Tumgik
#Also if you haven't literally said garak I'd cool and badass as a torturer I don't mean you and I'm not harboring the thought that you're
bijoumikhawal · 2 years
Text
also NGL its interesting (sometimes in a damn bitch you ate that propaganda way) to see how different people regard Garak and torture and interrogation. The latter are two different things- and not in the way most people draw that distinction. Several fics I've read have had Garak claim that clean torture techniques aren't torture (sleep depravition, starvation, solitary confinement) which okay, maybe that's in character for him- its in line with the behavior of some countries torture cultures (notably, the US), and clean torture is in part utilized because it makes the aims of victims less credible, but the impression I get is usually authors believe that and are unintentionally furthering apologia and propaganda. (Interestingly, propaganda that would be used against Julian, who is tortured twice through isolation, sleep depravition, and starvation)
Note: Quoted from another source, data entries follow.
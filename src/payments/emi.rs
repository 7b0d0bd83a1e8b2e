use rust_decimal::Decimal;
use serde::{Deserialize, Serialize};

use crate::decimal::{Money, Rate};
use crate::errors::{LendingError, Result};

/// installment amount and totals for a reducing-balance loan
#[derive(Debug, Clone, Copy, PartialEq, Eq, Serialize, Deserialize)]
pub struct EmiQuote {
    pub emi: Money,
    pub total_payable: Money,
    pub total_interest: Money,
}

/// calculate the equated monthly installment for a loan
///
/// `EMI = P * r * (1 + r)^n / ((1 + r)^n - 1)` with `r` the monthly rate,
/// or `P / n` when the rate is zero. The quoted total payable is the
/// rounded installment times the tenure; the funded schedule settles the
/// exact figure in its last installment.
pub fn calculate_emi(principal: Money, annual_rate: Rate, tenure_months: u32) -> Result<EmiQuote> {
    if !principal.is_positive() {
        return Err(LendingError::validation(format!(
            "principal must be positive, got {}",
            principal
        )));
    }
    if annual_rate.as_decimal() < Decimal::ZERO {
        return Err(LendingError::validation(format!(
            "interest rate must not be negative, got {}",
            annual_rate
        )));
    }
    if tenure_months == 0 {
        return Err(LendingError::validation("tenure must be at least one month"));
    }

    let raw = raw_emi(principal.as_decimal(), annual_rate.monthly_rate().as_decimal(), tenure_months)?;
    let emi = Money::from_decimal(raw);
    let total_payable = Money::from_decimal(emi.as_decimal() * Decimal::from(tenure_months));
    let total_interest = total_payable - principal;

    Ok(EmiQuote {
        emi,
        total_payable,
        total_interest,
    })
}

/// unrounded installment
fn raw_emi(principal: Decimal, monthly_rate: Decimal, months: u32) -> Result<Decimal> {
    let n = Decimal::from(months);

    if monthly_rate.is_zero() {
        return Ok(principal / n);
    }

    let compound = compound_factor(monthly_rate, months)?;
    let numerator = principal * monthly_rate * compound;
    let denominator = compound - Decimal::ONE;

    numerator
        .checked_div(denominator)
        .ok_or_else(|| LendingError::Internal {
            message: "emi denominator vanished".to_string(),
        })
}

/// (1 + r)^n by repeated multiplication
fn compound_factor(rate: Decimal, periods: u32) -> Result<Decimal> {
    let base = Decimal::ONE + rate;
    let mut factor = Decimal::ONE;
    for _ in 0..periods {
        factor = factor.checked_mul(base).ok_or_else(|| LendingError::Internal {
            message: "compound factor overflow".to_string(),
        })?;
    }
    Ok(factor)
}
And on the subject of torture, interrogation, and propaganda, it's very interesting that there's the idea that to be a competent agent you have to be like a macho action hero remorseless killer, and that it's "cool" as far as some are concerned, and preferable to portraying a sadder internal world. Garak doesn't have to shed blood or ruthlessly traumatize someone to be a good interrogator (and doesnt have to that to be apart of a violent system) and in fact, doing so would make him VERY bad at getting truthful and accurate information because torture doesn't work. Now if his role as interrogator is referring to get a confession and that's it, sure, that can work. I'm not claiming he didn't torture people- he does that on screen- or that regimes don't conflate the two, just that people don't tend to unsnarl the politics of what torture and interrogation are, and perpetuate some real bad ideas. And further if they've read ASIT- that book does seem to sort of understand that there's a gradient in when he wants the truth and just a confession. With the diplomat on Terok Nor he doesn't break out those methods at all- he's kind to her, he's charming, he listens. Even with Sr. Dukat, he gets the truth by posing as his son (though im tempted to disregard that incident on basis of high tech torture being just... unrealistic and part of propaganda and the idea that disorienting people gets truth is fucking absurd, but I also think that incident was about a confession with truth being convenient). Contrast with Odo, which is explicitly torture, and isn't done with expectation of truth at all (and the fact that he does say something true is also propaganda and unrealistic but. Look we'd be here all day).
I don't call out fic writing because it's ultimately not gonna have much impact on how people think about torture the way actual published work does, but one of Star Trek's massive failings is the way it portrays torture. The only good thing I can say for it is that Garak, specifically, is portrayed as being fucked up by it, which is consistent with the very limited research into what perpetuators of torture experience, and even that is messy because it pulls focus on him from Odo. Every other character portrayed as having done torture is portrayed with machismo, and while that's reflective of the culture of real life cells, it's bad because it's never deconstructed and on some level is portrayed as cool. You may not like or admire Sloan or the Jem'hadar, but they as antagonists are created with a specific aesthetic in mind and with the intention of a target audience. There's also the fact that it makes torture high tech, which is also propaganda- most torturers just won't bother or don't have the resources, and it makes torture again, seem cool and sophisticated.